WHAT YOU NEED TO DO: Look through the material below and copy exactly the lines from the line with "#[derive(Clone, Debug, PartialEq)]" to the line with "let kp_per_path = v[1].parse::<usize>()", those two lines included.

PROVIDED ENTRIES:

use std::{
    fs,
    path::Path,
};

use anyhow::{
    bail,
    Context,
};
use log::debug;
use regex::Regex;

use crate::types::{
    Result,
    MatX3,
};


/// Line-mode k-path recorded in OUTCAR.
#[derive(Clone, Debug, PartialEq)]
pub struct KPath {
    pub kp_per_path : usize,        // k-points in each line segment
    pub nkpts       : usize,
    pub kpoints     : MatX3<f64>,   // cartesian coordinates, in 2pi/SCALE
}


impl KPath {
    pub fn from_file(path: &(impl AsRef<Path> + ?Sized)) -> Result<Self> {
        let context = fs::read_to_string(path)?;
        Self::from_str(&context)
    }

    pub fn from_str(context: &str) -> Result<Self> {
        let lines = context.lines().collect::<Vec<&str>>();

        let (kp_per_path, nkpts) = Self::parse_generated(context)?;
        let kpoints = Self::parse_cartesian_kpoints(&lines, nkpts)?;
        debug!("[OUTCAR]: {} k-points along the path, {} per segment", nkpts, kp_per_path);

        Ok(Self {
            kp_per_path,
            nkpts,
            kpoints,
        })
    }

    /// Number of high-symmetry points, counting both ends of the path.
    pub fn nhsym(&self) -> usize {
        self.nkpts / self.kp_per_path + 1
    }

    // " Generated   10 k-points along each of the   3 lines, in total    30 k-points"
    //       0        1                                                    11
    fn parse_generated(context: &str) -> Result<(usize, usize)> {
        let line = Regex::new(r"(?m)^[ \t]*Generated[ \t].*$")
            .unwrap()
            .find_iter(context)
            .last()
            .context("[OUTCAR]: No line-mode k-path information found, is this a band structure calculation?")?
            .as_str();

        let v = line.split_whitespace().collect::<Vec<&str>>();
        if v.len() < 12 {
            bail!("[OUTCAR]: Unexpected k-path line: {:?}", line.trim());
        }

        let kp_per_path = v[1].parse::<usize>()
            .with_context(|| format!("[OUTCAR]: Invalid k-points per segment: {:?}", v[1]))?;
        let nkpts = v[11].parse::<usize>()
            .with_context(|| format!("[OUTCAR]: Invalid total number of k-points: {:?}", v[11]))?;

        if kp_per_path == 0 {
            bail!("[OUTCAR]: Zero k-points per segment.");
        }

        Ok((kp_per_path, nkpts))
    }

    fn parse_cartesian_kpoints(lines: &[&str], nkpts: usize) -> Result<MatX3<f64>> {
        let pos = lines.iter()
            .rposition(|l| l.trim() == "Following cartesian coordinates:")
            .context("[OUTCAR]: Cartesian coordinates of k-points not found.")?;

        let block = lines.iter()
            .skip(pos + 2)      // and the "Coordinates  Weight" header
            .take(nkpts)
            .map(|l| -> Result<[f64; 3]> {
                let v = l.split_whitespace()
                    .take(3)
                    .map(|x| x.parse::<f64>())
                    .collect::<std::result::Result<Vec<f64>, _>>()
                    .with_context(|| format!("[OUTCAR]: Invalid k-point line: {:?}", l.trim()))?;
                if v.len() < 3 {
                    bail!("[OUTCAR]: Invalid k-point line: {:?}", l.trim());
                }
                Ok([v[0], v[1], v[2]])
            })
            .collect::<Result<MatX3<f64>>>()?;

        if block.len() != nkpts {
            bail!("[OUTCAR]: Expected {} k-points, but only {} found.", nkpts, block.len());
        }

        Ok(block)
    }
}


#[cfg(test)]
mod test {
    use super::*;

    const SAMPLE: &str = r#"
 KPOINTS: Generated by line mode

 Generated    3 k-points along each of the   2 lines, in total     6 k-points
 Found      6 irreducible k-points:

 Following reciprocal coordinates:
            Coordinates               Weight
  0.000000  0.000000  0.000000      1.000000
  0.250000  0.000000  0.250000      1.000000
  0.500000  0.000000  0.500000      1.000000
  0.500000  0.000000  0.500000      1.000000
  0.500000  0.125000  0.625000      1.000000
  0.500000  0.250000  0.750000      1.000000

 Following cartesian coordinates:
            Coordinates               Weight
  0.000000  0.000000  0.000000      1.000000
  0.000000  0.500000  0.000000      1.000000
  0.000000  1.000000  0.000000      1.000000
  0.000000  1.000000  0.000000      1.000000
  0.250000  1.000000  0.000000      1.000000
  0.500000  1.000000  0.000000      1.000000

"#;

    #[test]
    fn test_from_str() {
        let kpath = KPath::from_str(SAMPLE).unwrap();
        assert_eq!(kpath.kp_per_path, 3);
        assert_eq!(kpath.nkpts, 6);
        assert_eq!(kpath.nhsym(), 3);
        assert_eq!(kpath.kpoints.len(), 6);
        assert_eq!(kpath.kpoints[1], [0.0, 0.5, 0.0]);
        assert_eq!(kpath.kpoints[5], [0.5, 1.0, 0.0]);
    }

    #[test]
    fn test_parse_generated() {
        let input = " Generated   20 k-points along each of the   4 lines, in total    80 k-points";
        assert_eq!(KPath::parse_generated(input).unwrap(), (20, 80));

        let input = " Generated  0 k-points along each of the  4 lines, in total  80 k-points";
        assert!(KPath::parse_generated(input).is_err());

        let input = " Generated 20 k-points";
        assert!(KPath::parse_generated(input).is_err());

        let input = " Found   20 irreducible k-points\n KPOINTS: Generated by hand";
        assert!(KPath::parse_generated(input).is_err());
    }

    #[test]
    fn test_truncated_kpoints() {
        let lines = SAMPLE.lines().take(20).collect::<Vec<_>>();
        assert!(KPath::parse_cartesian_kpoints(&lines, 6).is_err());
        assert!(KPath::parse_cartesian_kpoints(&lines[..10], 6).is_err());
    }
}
...
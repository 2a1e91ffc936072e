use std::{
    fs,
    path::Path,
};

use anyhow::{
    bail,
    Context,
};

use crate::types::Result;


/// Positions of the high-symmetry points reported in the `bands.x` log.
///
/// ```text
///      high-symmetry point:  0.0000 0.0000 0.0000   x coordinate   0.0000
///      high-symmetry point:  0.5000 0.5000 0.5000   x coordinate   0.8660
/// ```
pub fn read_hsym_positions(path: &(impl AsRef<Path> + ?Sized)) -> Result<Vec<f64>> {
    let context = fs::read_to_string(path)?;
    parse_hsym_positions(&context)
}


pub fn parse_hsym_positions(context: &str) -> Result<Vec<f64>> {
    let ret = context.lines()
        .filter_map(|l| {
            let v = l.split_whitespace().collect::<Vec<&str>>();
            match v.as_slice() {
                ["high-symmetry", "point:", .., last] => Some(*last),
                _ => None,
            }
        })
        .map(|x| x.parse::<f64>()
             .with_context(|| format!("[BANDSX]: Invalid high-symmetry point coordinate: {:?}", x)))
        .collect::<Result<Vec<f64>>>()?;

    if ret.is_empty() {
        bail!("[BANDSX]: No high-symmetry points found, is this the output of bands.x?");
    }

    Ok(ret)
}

RESULT:
#[derive(Clone, Debug, PartialEq)]
pub struct KPath {
    pub kp_per_path : usize,        // k-points in each line segment
    pub nkpts       : usize,
    pub kpoints     : MatX3<f64>,   // cartesian coordinates, in 2pi/SCALE
}


impl KPath {
    pub fn from_file(path: &(impl AsRef<Path> + ?Sized)) -> Result<Self> {
        let context = fs::read_to_string(path)?;
        Self::from_str(&context)
    }

    pub fn from_str(context: &str) -> Result<Self> {
        let lines = context.lines().collect::<Vec<&str>>();

        let (kp_per_path, nkpts) = Self::parse_generated(context)?;
        let kpoints = Self::parse_cartesian_kpoints(&lines, nkpts)?;
        debug!("[OUTCAR]: {} k-points along the path, {} per segment", nkpts, kp_per_path);

        Ok(Self {
            kp_per_path,
            nkpts,
            kpoints,
        })
    }

    /// Number of high-symmetry points, counting both ends of the path.
    pub fn nhsym(&self) -> usize {
        self.nkpts / self.kp_per_path + 1
    }

    // " Generated   10 k-points along each of the   3 lines, in total    30 k-points"
    //       0        1                                                    11
    fn parse_generated(context: &str) -> Result<(usize, usize)> {
        let line = Regex::new(r"(?m)^[ \t]*Generated[ \t].*$")
            .unwrap()
            .find_iter(context)
            .last()
            .context("[OUTCAR]: No line-mode k-path information found, is this a band structure calculation?")?
            .as_str();

        let v = line.split_whitespace().collect::<Vec<&str>>();
        if v.len() < 12 {
            bail!("[OUTCAR]: Unexpected k-path line: {:?}", line.trim());
        }

        let kp_per_path = v[1].parse::<usize>()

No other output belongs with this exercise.